Limitations of the Review

The main limitation of this review is that the definitions and assessment methods of outcome measures were not similar across studies. This was especially the case for pain and motor function outcomes. In addition, some of the studies reported median and min/max or median and interquartile instead of mean and standard deviations. Therefore we had to estimate the mean and standard deviations for meta-analyses using the available formulae, assuming a normal distribution of data.

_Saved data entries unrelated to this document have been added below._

#[tokio::test]
async fn test_time_accumulates_across_sessions() {
    let svc = service();
    let user = svc.register_user("ada", t0()).unwrap();
    let task = svc.create_task(user.id, "Study", neutral(), t0()).await.unwrap();

    svc.start(task.id, user.id, t0()).unwrap();
    svc.pause(task.id, t0() + Duration::seconds(120)).unwrap();
    svc.start(task.id, user.id, t0() + Duration::seconds(1000)).unwrap();
    let done = svc.complete(task.id, t0() + Duration::seconds(1060)).unwrap();

    assert_eq!(done.status, TaskStatus::Completed);
    assert_eq!(done.time_spent, 180);
}

#[tokio::test]
async fn test_complete_awards_xp_once() {
    let svc = service();
    let user = svc.register_user("ada", t0()).unwrap();
    // priority 26.124
    let task = svc
        .create_task(user.id, "Tax return", Sliders::new(8.0, 6.0, 7.0), t0())
        .await
        .unwrap();

    svc.start(task.id, user.id, t0()).unwrap();
    let done = svc.complete(task.id, t0() + Duration::seconds(600)).unwrap();

    // floor(10 · 10 · 1.26124) + 50
    assert_eq!(done.xp_gained, 176);
    assert_eq!(done.total_xp, 176);
    assert!(!done.leveled_up);
    assert_eq!(done.new_level, 1);
    assert!(done
        .events
        .iter()
        .any(|e| matches!(e, Event::XpAwarded { xp_gained: 176, .. })));

    let stored = svc.get_task(task.id).unwrap();
    assert_eq!(stored.xp_earned, Some(176));
    assert!(stored.completed_at.is_some());
    assert_eq!(stored.last_started_at, None);

    let again = svc.complete(task.id, t0() + Duration::seconds(900)).unwrap();
    assert_eq!(again.xp_gained, 0);
    assert_eq!(again.total_xp, 176);
    assert_eq!(again.time_spent, 600);
    assert_eq!(svc.get_user(user.id).unwrap().total_xp, 176);
}

#[tokio::test]
async fn test_complete_never_started_grants_bonus_only() {
    let svc = service();
    let user = svc.register_user("ada", t0()).unwrap();
    let task = svc.create_task(user.id, "Quick one", neutral(), t0()).await.unwrap();

    let done = svc.complete(task.id, t0()).unwrap();
    assert_eq!(done.xp_gained, 50);
    assert_eq!(done.time_spent, 0);
}

#[tokio::test]
async fn test_completed_task_cannot_restart() {
    let svc = service();
    let user = svc.register_user("ada", t0()).unwrap();
    let done = svc.create_task(user.id, "Done", neutral(), t0()).await.unwrap();
    let open = svc.create_task(user.id, "Open", neutral(), t0()).await.unwrap();
    svc.complete(done.id, t0()).unwrap();

    svc.start(open.id, user.id, t0()).unwrap();
    let out = svc.start(done.id, user.id, t0() + Duration::seconds(60)).unwrap();

    assert_eq!(out.status, TaskStatus::Completed);
    assert_eq!(out.paused_task_id, None);
    assert_eq!(svc.get_task(open.id).unwrap().status, TaskStatus::Active);
}

#[tokio::test]
async fn test_level_up_after_long_focus() {
    let svc = service();
    let user = svc.register_user("ada", t0()).unwrap();
    let task = svc
        .create_task(user.id, "Thesis chapter", Sliders::new(8.0, 6.0, 7.0), t0())
        .await
        .unwrap();

    svc.start(task.id, user.id, t0()).unwrap();
    let done = svc.complete(task.id, t0() + Duration::hours(2)).unwrap();

    // floor(120 · 10 · 1.26124) + 50
    assert_eq!(done.xp_gained, 1563);
    assert!(done.leveled_up);
    assert_eq!(done.new_level, 2);
    assert!(done
        .events
        .iter()
        .any(|e| matches!(e, Event::LevelUp { old_level: 1, new_level: 2, .. })));

    let stored = svc.get_user(user.id).unwrap();
    assert_eq!(stored.level, 2);
    assert_eq!(stored.total_xp, 1563);
}

#[tokio::test]
async fn test_unknown_ids_are_not_found() {
    let svc = service();
    let user = svc.register_user("ada", t0()).unwrap();

    assert!(svc.start(999, user.id, t0()).unwrap_err().is_not_found());
    assert!(svc.pause(999, t0()).unwrap_err().is_not_found());
    assert!(svc.complete(999, t0()).unwrap_err().is_not_found());
    assert!(svc.toggle_subtask(999, t0()).unwrap_err().is_not_found());
    assert!(svc.get_user(999).unwrap_err().is_not_found());
    assert!(svc
        .create_task(999, "orphan", neutral(), t0())
        .await
        .unwrap_err()
        .is_not_found());
}

#[tokio::test]
async fn test_start_other_users_task_is_not_found() {
    let svc = service();
    let ada = svc.register_user("ada", t0()).unwrap();
    let bob = svc.register_user("bob", t0()).unwrap();
    let task = svc.create_task(ada.id, "Ada's", neutral(), t0()).await.unwrap();

    let err = svc.start(task.id, bob.id, t0()).unwrap_err();
    assert!(matches!(err, CoreError::NotFound { entity: "task", .. }));
    assert_eq!(svc.get_task(task.id).unwrap().status, TaskStatus::Pending);
}

#[tokio::test]
async fn test_create_task_with_breakdown() {
    let svc = TaskService::new(
        Database::open_memory().unwrap(),
        Box::new(StaticBreakdown::new(
            vec!["Outline sections".into(), "  ".into(), "Draft intro".into()],
            7,
        )),
        Box::new(FixedEstimator::default()),
    );
    let user = svc.register_user("ada", t0()).unwrap();
    let view = svc
        .create_task(user.id, "  Write report  ", Sliders::new(8.0, 6.0, 7.0), t0())
        .await
        .unwrap();

    assert_eq!(view.title, "Write report");
    assert_eq!(view.status, TaskStatus::Pending);
    assert_eq!(view.difficulty, 7);
    assert!((view.priority - 26.124).abs() < 1e-9);
    let titles: Vec<_> = view.subtasks.iter().map(|s| s.title.as_str()).collect();
    assert_eq!(titles, ["Outline sections", "Draft intro"]);

    // Toggling flips the status both ways
    let sub = view.subtasks[0].id;
    assert_eq!(svc.toggle_subtask(sub, t0()).unwrap().status, SubtaskStatus::Completed);
    assert_eq!(svc.toggle_subtask(sub, t0()).unwrap().status, SubtaskStatus::Pending);
}

#[tokio::test]
async fn test_create_task_without_breakdown_uses_fear() {
    let svc = service();
    let user = svc.register_user("ada", t0()).unwrap();
    let view = svc
        .create_task(user.id, "Call landlord", Sliders::new(3.0, 7.6, 2.0), t0())
        .await
        .unwrap();

    assert!(view.subtasks.is_empty());
    assert_eq!(view.difficulty, 8);
}

#[tokio::test]
async fn test_create_task_with_non_finite_sliders_reads_neutral() {
    let svc = service();
    let user = svc.register_user("ada", t0()).unwrap();
    let view = svc
        .create_task(user.id, "Mystery chore", Sliders::new(f64::NAN, 5.0, 5.0), t0())
        .await
        .unwrap();

    assert_eq!(view.priority, svc.calculate_score(Sliders::neutral()));
    assert_eq!(view.difficulty, 5);

    let inf = svc
        .create_task(user.id, "Endless", Sliders::new(3.0, f64::INFINITY, 2.0), t0())
        .await
        .unwrap();
    assert!(inf.priority.is_finite());
    assert_eq!(inf.difficulty, 5);
}

#[tokio::test]
async fn test_create_task_rejects_blank_title() {
    let svc = service();
    let user = svc.register_user("ada", t0()).unwrap();
    let err = svc.create_task(user.id, "   ", neutral(), t0()).await.unwrap_err();
    assert!(matches!(err, CoreError::Validation(_)));
}

#[tokio::test]
async fn test_recommend_switch_picks_easy_interesting_task() {
    let svc = service();
    let user = svc.register_user("ada", t0()).unwrap();
    // NoBreakdown: difficulty comes from fear
    let stuck = svc
        .create_task(user.id, "Hard proof", Sliders::new(8.0, 9.0, 3.0), t0())
        .await
        .unwrap();
    svc.create_task(user.id, "Scary but fun", Sliders::new(5.0, 8.0, 10.0), t0())
        .await
        .unwrap();
    let easy = svc
        .create_task(user.id, "Tidy desk", Sliders::new(2.0, 2.0, 6.0), t0())
        .await
        .unwrap();
    svc.create_task(user.id, "Dull form", Sliders::new(2.0, 1.0, 4.0), t0())
        .await
        .unwrap();

    let pick = svc.recommend_switch(stuck.id, user.id).unwrap();
    assert!(pick.found);
    assert_eq!(pick.task_id, Some(easy.id));
    assert_eq!(pick.difficulty, Some(2));
    assert_eq!(
        pick.message,
        "How about 'Tidy desk'? It's fairly easy (Diff: 2) and might help you reset."
    );

    // Completed tasks drop out of the pool
    svc.complete(easy.id, t0()).unwrap();
    let next = svc.recommend_switch(stuck.id, user.id).unwrap();
    assert_eq!(next.title.as_deref(), Some("Dull form"));
}

#[tokio::test]
async fn test_recommend_switch_with_nothing_suitable() {
    let svc = service();
    let user = svc.register_user("ada", t0()).unwrap();
    let only = svc.create_task(user.id, "Only task", neutral(), t0()).await.unwrap();

    let pick = svc.recommend_switch(only.id, user.id).unwrap();
    assert!(!pick.found);
    assert_eq!(pick.message, "No suitable tasks found. Time for a break?");
    assert_eq!(pick.task_id, None);
}

#[tokio::test]
async fn test_recommend_switch_for_unknown_user_is_not_found() {
    let svc = service();
    let user = svc.register_user("ada", t0()).unwrap();
    let task = svc.create_task(user.id, "Only task", neutral(), t0()).await.unwrap();

    let err = svc.recommend_switch(task.id, 999).unwrap_err();
    assert!(err.is_not_found());
}

#[tokio::test]
async fn test_list_tasks_orders_by_priority() {
    let svc = service();
    let user = svc.register_user("ada", t0()).unwrap();
    svc.create_task(user.id, "low", Sliders::new(1.0, 1.0, 1.0), t0()).await.unwrap();
    svc.create_task(user.id, "high", Sliders::new(9.0, 8.0, 8.0), t0()).await.unwrap();

    let titles: Vec<_> = svc.list_tasks(user.id).unwrap().into_iter().map(|t| t.title).collect();
    assert_eq!(titles, ["high", "low"]);
}

#[tokio::test]
async fn test_predict_uses_estimator_and_configured_impulsiveness() {
    let svc = TaskService::new(
        Database::open_memory().unwrap(),
        Box::new(NoBreakdown),
        Box::new(FixedEstimator::new(Sliders::new(8.0, 6.0, 7.0))),
    );

    let p = svc.predict("finish the tax return tonight").await.unwrap();
    assert_eq!((p.urgency, p.fear, p.interest), (8.0, 6.0, 7.0));
    assert_eq!(p.priority_score, 32.31);
}

#[test]
fn test_state_survives_reopen() {
    let dir = tempfile::tempdir().unwrap();
    let path = dir.path().join("triage.db");

    let user_id = {
        let db = Database::open_at(&path).unwrap();
        let user = triage_core::User::new("ada", t0());
        records::insert_user(db.conn(), &user).unwrap()
    };

    let db = Database::open_at(&path).unwrap();
    let user = records::get_user(db.conn(), user_id).unwrap().unwrap();
    assert_eq!(user.username, "ada");
    assert_eq!(user.level, 1);
}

The findings of this review are limited to hemiplegia caused by stroke. Further research is needed to clarify the effect of FES in other types of hemiplegia caused by other neurological conditions.

Clinical Implications

FES can be added to the conventional therapy for the prevention or reduction of shoulder subluxation by an average of 4.9 mm, early (less than 6 months) after stroke. However, based on the current literature, FES should not be used to reduce pain or improve motor function in the upper arm following stroke.

Conflict of Interests

The authors declare that there is no conflict of interests regarding the publication of this paper.